» WHAT YOU NEED TO DO: Each line from the beginning of the entries below through the line that includes "of math functions." must be returned exactly as given.
::::::
//! Arithmetic expressions for worksheet calculations.
//!
//! Calculation elements carry an [`Expr`] tree parsed from the worksheet
//! text. The grammar is deliberately small: numbers, identifiers, the four
//! arithmetic operators, exponentiation, unary minus, parentheses, and a
//! fixed set of math functions.

use std::collections::BTreeSet;
use std::fmt;

use thiserror::Error;

/// Binary operators, in increasing precedence order.
#[derive(Clone, Copy, Debug, PartialEq, Eq)]
pub enum BinOp {
    Add,
    Sub,
    Mul,
    Div,
    Pow,
}

impl BinOp {
    /// Symbol as written in worksheet text.
    pub fn symbol(&self) -> &'static str {
        match self {
            BinOp::Add => "+",
            BinOp::Sub => "-",
            BinOp::Mul => "*",
            BinOp::Div => "/",
            BinOp::Pow => "^",
        }
    }
}

/// Math functions callable from a calculation.
#[derive(Clone, Copy, Debug, PartialEq, Eq)]
pub enum MathFn {
    Sqrt,
    Sin,
    Cos,
    Ln,
    Exp,
    Abs,
}

impl MathFn {
    /// Look up a function by its worksheet name.
    pub fn by_name(name: &str) -> Option<Self> {
        match name {
            "sqrt" => Some(MathFn::Sqrt),
            "sin" => Some(MathFn::Sin),
            "cos" => Some(MathFn::Cos),
            "ln" => Some(MathFn::Ln),
            "exp" => Some(MathFn::Exp),
            "abs" => Some(MathFn::Abs),
            _ => None,
        }
    }

    /// Worksheet-facing name.
    pub fn name(&self) -> &'static str {
        match self {
            MathFn::Sqrt => "sqrt",
            MathFn::Sin => "sin",
            MathFn::Cos => "cos",
            MathFn::Ln => "ln",
            MathFn::Exp => "exp",
            MathFn::Abs => "abs",
        }
    }
}

/// An expression tree.
#[derive(Clone, Debug, PartialEq)]
pub enum Expr {
    /// Numeric literal.
    Number(f64),
    /// Reference to an identifier defined by an earlier calculation.
    Ident(String),
    /// Unary negation.
    Neg(Box<Expr>),
    /// Binary operation.
    Binary {
        op: BinOp,
        lhs: Box<Expr>,
        rhs: Box<Expr>,
    },
    /// Call of a built-in math function.
    Call { func: MathFn, arg: Box<Expr> },
}

impl Expr {
    /// Collect every identifier referenced anywhere in the tree.
    pub fn identifiers(&self) -> BTreeSet<String> {
        let mut out = BTreeSet::new();
        self.collect_identifiers(&mut out);
        out
    }

    fn collect_identifiers(&self, out: &mut BTreeSet<String>) {
        match self {
            Expr::Number(_) => {}
            Expr::Ident(name) => {
                out.insert(name.clone());
            }
            Expr::Neg(inner) => inner.collect_identifiers(out),
            Expr::Binary { lhs, rhs, .. } => {
                lhs.collect_identifiers(out);
                rhs.collect_identifiers(out);
            }
            Expr::Call { arg, .. } => arg.collect_identifiers(out),
        }
    }
}

impl fmt::Display for Expr {
    fn fmt(&self, f: &mut fmt::Formatter<'_>) -> fmt::Result {
        match self {
            Expr::Number(n) => write!(f, "{}", n),
            Expr::Ident(name) => write!(f, "{}", name),
            Expr::Neg(inner) => write!(f, "-({})", inner),
            Expr::Binary { op, lhs, rhs } => {
                write!(f, "({} {} {})", lhs, op.symbol(), rhs)
            }
            Expr::Call { func, arg } => write!(f, "{}({})", func.name(), arg),
        }
    }
}

/// Errors produced while parsing an expression.
#[derive(Error, Debug, PartialEq)]
pub enum ParseError {
    /// An unexpected character in the input.
    #[error("Unexpected character '{0}' at offset {1}")]
    UnexpectedChar(char, usize),

    /// Input ended in the middle of an expression.
    #[error("Unexpected end of expression")]
    UnexpectedEnd,

    /// A closing parenthesis is missing.
    #[error("Expected ')' at offset {0}")]
    ExpectedClose(usize),

    /// A name was called like a function but is not one we know.
    #[error("Unknown function '{0}'")]
    UnknownFunction(String),

    /// A numeric literal failed to parse.
    #[error("Invalid number '{0}'")]
    InvalidNumber(String),

    /// Trailing input after a complete expression.
    #[error("Trailing input at offset {0}")]
    TrailingInput(usize),
}

/// Parse an expression from worksheet text.
pub fn parse(input: &str) -> Result<Expr, ParseError> {
    let mut parser = Parser::new(input);
    let expr = parser.expr()?;
    parser.skip_ws();
    if parser.pos < parser.chars.len() {
        return Err(ParseError::TrailingInput(parser.pos));
    }
    Ok(expr)
}

/// Recursive-descent parser over a char buffer.
///
/// Precedence climbing: addition < multiplication < exponentiation
/// (right-associative) < unary minus < atoms.
struct Parser {
    chars: Vec<char>,
    pos: usize,
}

impl Parser {
    fn new(input: &str) -> Self {
        Self {
            chars: input.chars().collect(),
            pos: 0,
        }
    }

    fn skip_ws(&mut self) {
        while self.pos < self.chars.len() && self.chars[self.pos].is_whitespace() {
            self.pos += 1;
        }
    }

    fn peek(&mut self) -> Option<char> {
        self.skip_ws();
        self.chars.get(self.pos).copied()
    }

    fn expr(&mut self) -> Result<Expr, ParseError> {
        let mut lhs = self.term()?;
        while let Some(c) = self.peek() {
            let op = match c {
                '+' => BinOp::Add,
                '-' => BinOp::Sub,
                _ => break,
            };
            self.pos += 1;
            let rhs = self.term()?;
            lhs = Expr::Binary {
                op,
                lhs: Box::new(lhs),
                rhs: Box::new(rhs),
            };
        }
        Ok(lhs)
    }

    fn term(&mut self) -> Result<Expr, ParseError> {
        let mut lhs = self.power()?;
        while let Some(c) = self.peek() {
            let op = match c {
                '*' => BinOp::Mul,
                '/' => BinOp::Div,
                _ => break,
            };
            self.pos += 1;
            let rhs = self.power()?;
            lhs = Expr::Binary {
                op,
                lhs: Box::new(lhs),
                rhs: Box::new(rhs),
            };
        }
        Ok(lhs)
    }

    fn power(&mut self) -> Result<Expr, ParseError> {
        let base = self.unary()?;
        if self.peek() == Some('^') {
            self.pos += 1;
            // Right-associative: a^b^c parses as a^(b^c).
            let exp = self.power()?;
            return Ok(Expr::Binary {
                op: BinOp::Pow,
                lhs: Box::new(base),
                rhs: Box::new(exp),
            });
        }
        Ok(base)
    }

    fn unary(&mut self) -> Result<Expr, ParseError> {
        if self.peek() == Some('-') {
            self.pos += 1;
            let inner = self.unary()?;
            return Ok(Expr::Neg(Box::new(inner)));
        }
        self.atom()
    }

    fn atom(&mut self) -> Result<Expr, ParseError> {
        let c = self.peek().ok_or(ParseError::UnexpectedEnd)?;
        if c == '(' {
            self.pos += 1;
            let inner = self.expr()?;
            if self.peek() != Some(')') {
                return Err(ParseError::ExpectedClose(self.pos));
            }
            self.pos += 1;
            return Ok(inner);
        }
        if c.is_ascii_digit() || c == '.' {
            return self.number();
        }
        if c.is_alphabetic() || c == '_' {
            return self.ident_or_call();
        }
        Err(ParseError::UnexpectedChar(c, self.pos))
    }

    fn number(&mut self) -> Result<Expr, ParseError> {
        let start = self.pos;
        while self.pos < self.chars.len() {
            let c = self.chars[self.pos];
            if c.is_ascii_digit() || c == '.' || c == 'e' || c == 'E' {
                self.pos += 1;
            } else if (c == '+' || c == '-')
                && self.pos > start
                && matches!(self.chars[self.pos - 1], 'e' | 'E')
            {
                self.pos += 1;
            } else {
                break;
            }
        }
        let text: String = self.chars[start..self.pos].iter().collect();
        text.parse::<f64>()
            .map(Expr::Number)
            .map_err(|_| ParseError::InvalidNumber(text))
    }

    fn ident_or_call(&mut self) -> Result<Expr, ParseError> {
        let start = self.pos;
        while self.pos < self.chars.len() {
            let c = self.chars[self.pos];
            if c.is_alphanumeric() || c == '_' {
                self.pos += 1;
            } else {
                break;
            }
        }
        let name: String = self.chars[start..self.pos].iter().collect();
        if self.peek() == Some('(') {
            let func = MathFn::by_name(&name).ok_or(ParseError::UnknownFunction(name))?;
            self.pos += 1;
            let arg = self.expr()?;
            if self.peek() != Some(')') {
                return Err(ParseError::ExpectedClose(self.pos));
            }
            self.pos += 1;
            return Ok(Expr::Call {
                func,
                arg: Box::new(arg),
            });
        }
        Ok(Expr::Ident(name))
    }
}

#[cfg(test)]
mod tests {
    use super::*;

    #[test]
    fn test_parse_number() {
        assert_eq!(parse("42").unwrap(), Expr::Number(42.0));
        assert_eq!(parse("3.25").unwrap(), Expr::Number(3.25));
        assert_eq!(parse("1e3").unwrap(), Expr::Number(1000.0));
    }

    #[test]
    fn test_parse_precedence() {
        let expr = parse("1 + 2 * 3").unwrap();
        assert_eq!(
            expr,
            Expr::Binary {
                op: BinOp::Add,
                lhs: Box::new(Expr::Number(1.0)),
                rhs: Box::new(Expr::Binary {
                    op: BinOp::Mul,
                    lhs: Box::new(Expr::Number(2.0)),
                    rhs: Box::new(Expr::Number(3.0)),
                }),
            }
        );
    }

    #[test]
    fn test_parse_power_right_assoc() {
        let expr = parse("2 ^ 3 ^ 2").unwrap();
        // 2^(3^2), not (2^3)^2
        match expr {
            Expr::Binary {
                op: BinOp::Pow,
                lhs,
                rhs,
            } => {
                assert_eq!(*lhs, Expr::Number(2.0));
                assert!(matches!(*rhs, Expr::Binary { op: BinOp::Pow, .. }));
            }
            other => panic!("unexpected parse: {:?}", other),
        }
    }

    #[test]
    fn test_parse_call_and_identifiers() {
        let expr = parse("sqrt(v0 * v0 + 2 * g * h)").unwrap();
        let idents = expr.identifiers();
        assert_eq!(
            idents.into_iter().collect::<Vec<_>>(),
            vec!["g".to_string(), "h".to_string(), "v0".to_string()]
        );
    }

    #[test]
    fn test_parse_unary_minus() {
        let expr = parse("-x + 1").unwrap();
        assert!(matches!(
            expr,
            Expr::Binary {
                op: BinOp::Add,
                ..
            }
        ));
    }

    #[test]
    fn test_parse_errors() {
        assert_eq!(parse(""), Err(ParseError::UnexpectedEnd));
        assert!(matches!(parse("(1 + 2"), Err(ParseError::ExpectedClose(_))));
        assert_eq!(
            parse("foo(1)"),
            Err(ParseError::UnknownFunction("foo".to_string()))
        );
        assert!(matches!(parse("1 + 2 )"), Err(ParseError::TrailingInput(_))));
    }
}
::::::
» TASK SOLUTION:
//! Arithmetic expressions for worksheet calculations.
//!
//! Calculation elements carry an [`Expr`] tree parsed from the worksheet
//! text. The grammar is deliberately small: numbers, identifiers, the four
//! arithmetic operators, exponentiation, unary minus, parentheses, and a
//! fixed set of math functions.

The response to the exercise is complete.